+++ DATA UNDER STUDY
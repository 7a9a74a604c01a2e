// Effect-description paragraph shown to the parent as a game preview.
//
// Fixed template, three lines, plus an optional fourth:
//
//   寶貝選擇了用{catcher}來接{object}！
//   {behavior}，{special effect}。
//   {catcher}有特殊能力：{special ability}！
//   而且是{color}的，{color effect}！        <- only for an exact color key
//
// Object and catcher go through the full resolver chain (containment match,
// total). The color does not: it is an exact key lookup, so "金色的" or
// " 金色" add nothing.

use crate::{Lexicon, default_lexicon};

impl Lexicon {
    /// Compose the preview paragraph for an object/catcher/color triple.
    pub fn describe(&self, object_input: &str, catcher_input: &str, color: Option<&str>) -> String {
        let object = self.resolve_object(object_input);
        let catcher = self.resolve_catcher(catcher_input);

        let mut text = format!(
            "寶貝選擇了用{}來接{}！\n{}，{}。\n{}有特殊能力：{}！",
            catcher.visual,
            object.visual,
            object.behavior,
            object.special_effect,
            catcher.visual,
            catcher.special_ability,
        );

        if let Some((color, effect)) = color.and_then(|c| self.color_effect(c).map(|e| (c, e))) {
            text.push_str(&format!("\n而且是{}的，{}！", color, effect.effect));
        }

        text
    }
}

/// `Lexicon::describe` against the default lexicon.
pub fn describe(object_input: &str, catcher_input: &str, color: Option<&str>) -> String {
    default_lexicon().describe(object_input, catcher_input, color)
}

#[cfg(test)]
mod tests {
    use super::*;

    #[test]
    fn three_lines_without_color() {
        let text = describe("蘋果", "籃子", None);
        let lines: Vec<&str> = text.lines().collect();
        assert_eq!(
            lines,
            vec![
                "寶貝選擇了用🧺來接🍎！",
                "正常掉落，像真的蘋果一樣，接到時有咬一口的音效。",
                "🧺有特殊能力：穩穩地接住東西！",
            ]
        );
    }

    #[test]
    fn known_color_adds_fourth_line() {
        let text = describe("星星", "網子", Some("金色"));
        assert_eq!(text.lines().count(), 4);
        assert!(text.ends_with("\n而且是金色的，物品會發出金光！"));
    }

    #[test]
    fn unknown_color_is_omitted() {
        let text = describe("星星", "網子", Some("亂入色"));
        assert_eq!(text.lines().count(), 3);
        assert!(!text.contains("而且是"));
    }

    #[test]
    fn color_match_is_exact_not_containment() {
        assert_eq!(describe("星星", "網子", Some("金色的")).lines().count(), 3);
        assert_eq!(describe("星星", "網子", Some("")).lines().count(), 3);
    }

    #[test]
    fn unknown_inputs_still_describe() {
        let text = describe("飛天豬", "超級吸塵器", None);
        assert!(text.starts_with("寶貝選擇了用🤲來接❓！"));
        assert!(text.contains("飛天豬"));
        assert!(text.contains("超級吸塵器"));
    }
}
// Identifier newtypes for the HTTP API.
//
// Both are opaque strings on the wire (`#[serde(transparent)]`). Stored games
// get a UUID v4; games that could not be persisted get a `temp_{millis}` id so
// the client can still show and play them for the current session.

use std::fmt;

use serde::{Deserialize, Serialize};

/// Prefix marking a game that was never persisted.
pub const TEMPORARY_PREFIX: &str = "temp_";

/// Game record ID.
#[derive(Clone, Debug, PartialEq, Eq, Hash, PartialOrd, Ord, Serialize, Deserialize)]
#[serde(transparent)]
pub struct GameId(pub String);

impl GameId {
    /// Fresh random ID for a new stored record.
    pub fn generate() -> Self {
        GameId(uuid::Uuid::new_v4().to_string())
    }

    /// ID for an unsaved game created at `unix_millis`.
    pub fn temporary(unix_millis: i64) -> Self {
        GameId(format!("{TEMPORARY_PREFIX}{unix_millis}"))
    }

    pub fn is_temporary(&self) -> bool {
        self.0.starts_with(TEMPORARY_PREFIX)
    }

    pub fn as_str(&self) -> &str {
        &self.0
    }
}

impl fmt::Display for GameId {
    fn fmt(&self, f: &mut fmt::Formatter<'_>) -> fmt::Result {
        f.write_str(&self.0)
    }
}

/// Caller-supplied user ID. Not authenticated; used only for ownership checks.
#[derive(Clone, Debug, PartialEq, Eq, Hash, PartialOrd, Ord, Serialize, Deserialize)]
#[serde(transparent)]
pub struct UserId(pub String);

impl UserId {
    pub fn as_str(&self) -> &str {
        &self.0
    }

    pub fn is_blank(&self) -> bool {
        self.0.trim().is_empty()
    }
}

impl fmt::Display for UserId {
    fn fmt(&self, f: &mut fmt::Formatter<'_>) -> fmt::Result {
        f.write_str(&self.0)
    }
}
++++++
### WHAT NEEDS TO BE DONE
Among the entries above, how many lines hold the word "GameId"? Reply with only that number.

### COMPLETED EXERCISE
5